Mini naja: dopo la maturità sei mesi nelle forze armate
Dopo la maturità, sei mesi in caserma. Questo è quanto previsto da un disegno di legge approvato dalla Camera dei Deputati. Per i giovani diplomati dai 18 ai 22 anni, infatti, è in arrivo la mini naja. Un progetto sperimentale, su base volontaria, che prevede per i ragazzi volontari sei mesi in caserma e in strutture formative delle Forze armate. Il tempo sarà equamente ripartito fra corsi di studio in modalità e-learning, permanenza presso le Forze armate e apprendimento pratico. Obiettivo dichiarato dal disegno di legge è ridurre la distanza fra giovani e istituzioni. Il testo passa ora all’esame del Senato per l’approvazione definitiva. Subito però le principali associazioni e rappresentanze studentesche si sono mobilitate contro il provvedimento.

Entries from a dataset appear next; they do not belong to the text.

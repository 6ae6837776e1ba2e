// Copyright 2025 eraflo
//
// Licensed under the Apache License, Version 2.0 (the "License");
// you may not use this file except in compliance with the License.
// You may obtain a copy of the License at
//
//     http://www.apache.org/licenses/LICENSE-2.0
//
// Unless required by applicable law or agreed to in writing, software
// distributed under the License is distributed on an "AS IS" BASIS,
// WITHOUT WARRANTIES OR CONDITIONS OF ANY KIND, either express or implied.
// See the License for the specific language governing permissions and
// limitations under the License.

//! Variant selection: specialises a base shader for the batch being drawn.

use super::BatchDraw;
use crate::render_lane::context::BackEndContext;
use ember_core::renderer::api::{Shader, SkinningMethod, SubMesh};
use std::sync::Arc;

/// The variant families a render routine accepts.
#[derive(Debug, Clone, Copy, PartialEq, Eq)]
pub(super) struct Variants {
    pub perforated: bool,
    pub skinning: bool,
    pub instancing: bool,
}

impl Variants {
    pub const ALL: Self = Self {
        perforated: true,
        skinning: true,
        instancing: true,
    };

    pub const SKIN_INSTANCING: Self = Self {
        perforated: false,
        skinning: true,
        instancing: true,
    };

    pub const PERFORATED_SKIN: Self = Self {
        perforated: true,
        skinning: true,
        instancing: false,
    };
}

/// The GPU skinning tier used to draw `sub_mesh`, `None` when skinning runs
/// on the CPU or the mesh is not skinned.
pub(crate) fn gpu_skinning_tier(ctx: &BackEndContext, sub_mesh: &SubMesh) -> Option<u8> {
    if ctx.settings.skinning_method == SkinningMethod::Cpu {
        None
    } else {
        sub_mesh.gpu_skinning_tier
    }
}

/// Walks the variant links of `base`: perforated, then skinned, then
/// instanced. A missing link keeps the shader selected so far.
pub(super) fn select(
    base: &Arc<Shader>,
    draw: &BatchDraw<'_>,
    ctx: &BackEndContext,
    allowed: Variants,
) -> Arc<Shader> {
    let mut shader = base.clone();

    if allowed.perforated && draw.material.pass().is_alpha_cutoff() {
        shader = shader.perforated_version().cloned().unwrap_or(shader);
    }

    if allowed.skinning {
        if let Some(tier) = gpu_skinning_tier(ctx, draw.sub_mesh) {
            shader = shader.gpu_skinning_version(tier).cloned().unwrap_or(shader);
        }
    }

    if allowed.instancing && draw.batch.num_instances > 0 {
        shader = shader.gpu_instancing_version().cloned().unwrap_or(shader);
    }

    shader
}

Mini naja, cos'è e come funziona

Non è previsto un rimborso spese, tutti gli oneri come vitto e alloggio sono a carico del Fondo di riserva del Mef. Non ci sono, dunque, costi per lo studente, ma nemmeno una retribuzione. Ci sarà, invece, l’acquisizione di 12 crediti universitari, oltre ad un attestato di natura militare di ufficiali di riserva di complemento.

I requisiti richiesti

I candidati dovranno possedere: cittadinanza italiana, godimento di diritti civili e politici, età fra i 18 e i 22 anni, diploma di istruzione secondaria di secondo grado, assenza di condanne per delitti non colposi o procedimenti penali in atto per delitti non colposi, non essere sottoposti a misure di prevenzione, non aver tenuto comportamenti verso le istituzioni che non diano garanzia di assoluta fedeltà alla Costituzione e alla sicurezza nazionale, non essere in servizio come volontari delle Forze armate.

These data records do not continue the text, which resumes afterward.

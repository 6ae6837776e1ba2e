mod common;

use anyhow::Result;
use common::*;
use ember_core::renderer::api::{DrawElementsIndirectCommand, InstancingMethod};
use ember_lanes::render_lane::{Batch, FlushKind};

fn setup(method: InstancingMethod) -> Result<(RecordingDevice, ember_lanes::BackEndContext, Batch)> {
    let mut device = RecordingDevice::new();
    let settings = settings(method);
    let batch = Batch::init(&mut device, &settings)?;
    let ctx = context(settings);
    device.clear_calls();
    Ok((device, ctx, batch))
}

#[test]
fn shared_static_meshes_draw_once_with_the_first_counts() -> Result<()> {
    let (mut device, mut ctx, mut batch) = setup(InstancingMethod::NoInstancing)?;
    let material = unlit_material("crate");
    let obj = object(0, 0);
    let first = static_mesh(7, 36);

    batch.begin(FlushKind::Unlit, &material, None, &obj);
    batch.draw_sub_mesh(&mut ctx, &mut device, &first);
    for _ in 0..4 {
        batch.draw_sub_mesh(&mut ctx, &mut device, &static_mesh(7, 36));
    }
    assert_eq!(batch.num_indexes(), 36);
    assert_eq!(device.draw_count(), 0);

    batch.flush(&mut ctx, &mut device);

    assert_eq!(device.draws(), vec![&DeviceCall::DrawElements { start_index: 7 * 4096, count: 36 }]);
    assert_eq!(ctx.counter.draw_calls, 1);
    assert_eq!(ctx.counter.draw_indexes, 36);
    Ok(())
}

#[test]
fn contiguous_dynamic_meshes_extend_the_range() -> Result<()> {
    let (mut device, mut ctx, mut batch) = setup(InstancingMethod::NoInstancing)?;
    let material = unlit_material("debris");
    let obj = object(0, 0);

    let frame = ctx.frame;

    batch.begin(FlushKind::Unlit, &material, None, &obj);
    batch.draw_sub_mesh(&mut ctx, &mut device, &dynamic_mesh(1, 300, 60, frame));
    batch.draw_sub_mesh(&mut ctx, &mut device, &dynamic_mesh(2, 360, 90, frame));

    assert_eq!(device.draw_count(), 0);
    assert_eq!(batch.start_index(), Some(300));
    assert_eq!(batch.num_indexes(), 150);

    batch.flush(&mut ctx, &mut device);
    assert_eq!(device.draws(), vec![&DeviceCall::DrawElements { start_index: 300, count: 150 }]);
    Ok(())
}

#[test]
fn gap_between_dynamic_meshes_flushes_first() -> Result<()> {
    let (mut device, mut ctx, mut batch) = setup(InstancingMethod::NoInstancing)?;
    let material = unlit_material("debris");
    let obj = object(0, 0);

    let frame = ctx.frame;

    batch.begin(FlushKind::Unlit, &material, None, &obj);
    batch.draw_sub_mesh(&mut ctx, &mut device, &dynamic_mesh(1, 300, 60, frame));
    batch.draw_sub_mesh(&mut ctx, &mut device, &dynamic_mesh(2, 400, 90, frame));

    assert_eq!(device.draws(), vec![&DeviceCall::DrawElements { start_index: 300, count: 60 }]);
    assert_eq!(batch.start_index(), Some(400));
    assert_eq!(batch.num_indexes(), 90);

    batch.flush(&mut ctx, &mut device);
    assert_eq!(device.draw_count(), 2);
    Ok(())
}

#[test]
fn consecutive_instances_share_one_indirect_command() -> Result<()> {
    let (mut device, mut ctx, mut batch) = setup(InstancingMethod::InstancedArrays)?;
    ctx.instance_cache = Some(instance_cache());
    let material = lit_material("rock");
    let mesh = static_mesh(3, 120);

    for i in 0..5 {
        let obj = object(i, 10 + i);
        let surf = instanced_surf(&mesh, &material, &obj);
        batch.begin(FlushKind::Base, &material, None, &obj);
        batch.add_instance(&mut ctx, &mut device, &surf);
        batch.draw_sub_mesh(&mut ctx, &mut device, &mesh);
    }
    assert_eq!(batch.indirect_commands().len(), 1);
    assert_eq!(batch.num_instances(), 5);

    batch.flush(&mut ctx, &mut device);

    let expected = DrawElementsIndirectCommand {
        count: 120,
        instance_count: 5,
        first_index: 3 * 4096,
        base_vertex: 0,
        base_instance: 10,
    };
    assert_eq!(
        device.draws(),
        vec![&DeviceCall::MultiDrawElementsIndirect { draw_count: 1, commands: vec![expected] }]
    );
    Ok(())
}

#[test]
fn indirect_overflow_flushes_and_restarts_at_one() -> Result<()> {
    let (mut device, mut ctx, mut batch) = setup(InstancingMethod::InstancedArrays)?;
    ctx.instance_cache = Some(instance_cache());
    let material = lit_material("grass");
    let mesh = static_mesh(4, 6);
    let max = batch.max_instancing_count();

    for i in 0..=max {
        let obj = object(i, i);
        batch.begin(FlushKind::Base, &material, None, &obj);
        batch.add_instance(&mut ctx, &mut device, &instanced_surf(&mesh, &material, &obj));
        batch.draw_sub_mesh(&mut ctx, &mut device, &mesh);
    }

    assert_eq!(device.draw_count(), 1);
    match device.draws()[0] {
        DeviceCall::MultiDrawElementsIndirect { commands, .. } => {
            assert_eq!(commands[0].instance_count, max);
        }
        other => panic!("unexpected draw {other:?}"),
    }
    assert_eq!(batch.num_instances(), 1);
    assert_eq!(batch.indirect_commands()[0].base_instance, max);
    Ok(())
}

#[test]
fn uniform_window_overflow_flushes() -> Result<()> {
    let (mut device, mut ctx, mut batch) = setup(InstancingMethod::UniformBuffer)?;
    ctx.instance_cache = Some(instance_cache());
    let material = lit_material("tree");
    let mesh = static_mesh(5, 30);
    let max = batch.max_instancing_count();

    let near = object(0, 2);
    let far = object(1, 2 + max);

    batch.begin(FlushKind::Base, &material, None, &near);
    batch.add_instance(&mut ctx, &mut device, &instanced_surf(&mesh, &material, &near));
    batch.draw_sub_mesh(&mut ctx, &mut device, &mesh);
    assert_eq!(batch.instance_window(), Some((2, 2)));

    batch.begin(FlushKind::Base, &material, None, &far);
    batch.add_instance(&mut ctx, &mut device, &instanced_surf(&mesh, &material, &far));

    assert_eq!(
        device.draws(),
        vec![&DeviceCall::DrawElementsInstanced { start_index: 5 * 4096, count: 30, instance_count: 1 }]
    );
    assert_eq!(batch.instance_window(), Some((2 + max, 2 + max)));
    assert_eq!(batch.instance_locals(), &[0]);
    assert_eq!(batch.num_instances(), 1);
    Ok(())
}

#[test]
fn uniform_window_fills_up_to_the_limit() -> Result<()> {
    let (mut device, mut ctx, mut batch) = setup(InstancingMethod::UniformBuffer)?;
    ctx.instance_cache = Some(instance_cache());
    let material = lit_material("fence");
    let mesh = static_mesh(6, 12);
    let max = batch.max_instancing_count();

    for i in 0..max {
        let obj = object(i, 7 + i);
        batch.begin(FlushKind::Base, &material, None, &obj);
        batch.add_instance(&mut ctx, &mut device, &instanced_surf(&mesh, &material, &obj));
        batch.draw_sub_mesh(&mut ctx, &mut device, &mesh);
    }

    assert_eq!(device.draw_count(), 0);
    assert_eq!(batch.instance_window(), Some((7, 6 + max)));
    assert_eq!(batch.num_instances(), max);
    assert_eq!(batch.instance_locals().last(), Some(&(max as i32 - 1)));

    batch.flush(&mut ctx, &mut device);
    assert_eq!(
        device.draws(),
        vec![&DeviceCall::DrawElementsInstanced { start_index: 6 * 4096, count: 12, instance_count: max }]
    );
    Ok(())
}

#[test]
fn instance_below_the_window_start_flushes() -> Result<()> {
    let (mut device, mut ctx, mut batch) = setup(InstancingMethod::UniformBuffer)?;
    ctx.instance_cache = Some(instance_cache());
    let material = lit_material("lamp");
    let mesh = static_mesh(8, 24);

    let upper = object(0, 5);
    let lower = object(1, 4);

    batch.begin(FlushKind::Base, &material, None, &upper);
    batch.add_instance(&mut ctx, &mut device, &instanced_surf(&mesh, &material, &upper));
    batch.draw_sub_mesh(&mut ctx, &mut device, &mesh);

    batch.begin(FlushKind::Base, &material, None, &lower);
    batch.add_instance(&mut ctx, &mut device, &instanced_surf(&mesh, &material, &lower));

    assert_eq!(
        device.draws(),
        vec![&DeviceCall::DrawElementsInstanced { start_index: 8 * 4096, count: 24, instance_count: 1 }]
    );
    assert_eq!(batch.instance_window(), Some((4, 4)));
    assert_eq!(batch.instance_locals(), &[0]);
    assert_eq!(batch.num_instances(), 1);
    Ok(())
}

#[test]
fn flush_without_geometry_is_a_no_op()-> Result<()> {
    let (mut device, mut ctx, mut batch) = setup(InstancingMethod::InstancedArrays)?;
    let material = unlit_material("nothing");
    let obj = object(0, 0);

    batch.flush(&mut ctx, &mut device);
    batch.begin(FlushKind::Unlit, &material, None, &obj);
    batch.flush(&mut ctx, &mut device);
    batch.flush(&mut ctx, &mut device);

    assert!(device.calls.is_empty());
    assert!(batch.is_empty());
    assert_eq!(batch.num_verts(), 0);
    assert_eq!(batch.num_instances(), 0);
    assert_eq!(batch.start_index(), None);
    assert_eq!(ctx.counter.draw_calls, 0);
    Ok(())
}

#[test]
fn shutdown_releases_the_indirect_buffer() -> Result<()> {
    let mut device = RecordingDevice::new();
    let mut batch = Batch::init(&mut device, &settings(InstancingMethod::InstancedArrays))?;
    let buffer = batch.indirect_buffer();
    assert!(!buffer.is_null());

    batch.shutdown(&mut device);
    assert!(device.calls.contains(&DeviceCall::DestroyBuffer(buffer)));
    assert!(batch.indirect_buffer().is_null());
    Ok(())
}

#[test]
fn init_reports_buffer_failures() {
    let mut device = RecordingDevice::new();
    device.fail_buffer_creation = true;
    assert!(Batch::init(&mut device, &settings(InstancingMethod::InstancedArrays)).is_err());
    assert!(Batch::init(&mut device, &settings(InstancingMethod::NoInstancing)).is_ok());
}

L’attestato di studio e i crediti formativi

Sugli argomenti di studio, secondo quanto reso noto, si apprenderà il valore civico della difesa della Patria, i valori connessi alla difesa delle istituzioni democratiche, i principi dell’ordinamento militare, la conoscenza delle principali minacce alla sicurezza interna e internazionale, lo studio dell’architettura istituzionale preposta alla cyber protezione nazionale. Prevista anche la partecipazione in qualità di osservatori alle esercitazioni legate alla sicurezza cybernetica. Al termine del percorso i giovani avranno dall’amministrazione della difesa un attestato sull’esito positivo del percorso formativo utilizzabile nell’accesso al mercato del lavoro. Lo svolgimento con esito positivo del progetto sperimentale di formazione in ambito militare consentirà, inoltre, l’acquisizione di un massimo di 12 crediti formativi universitari, nei termini che dovranno essere stabiliti con apposita circolare del Miur.

Il progetto costerà 1 milione di euro nel 2020 e 500mila nel 2021.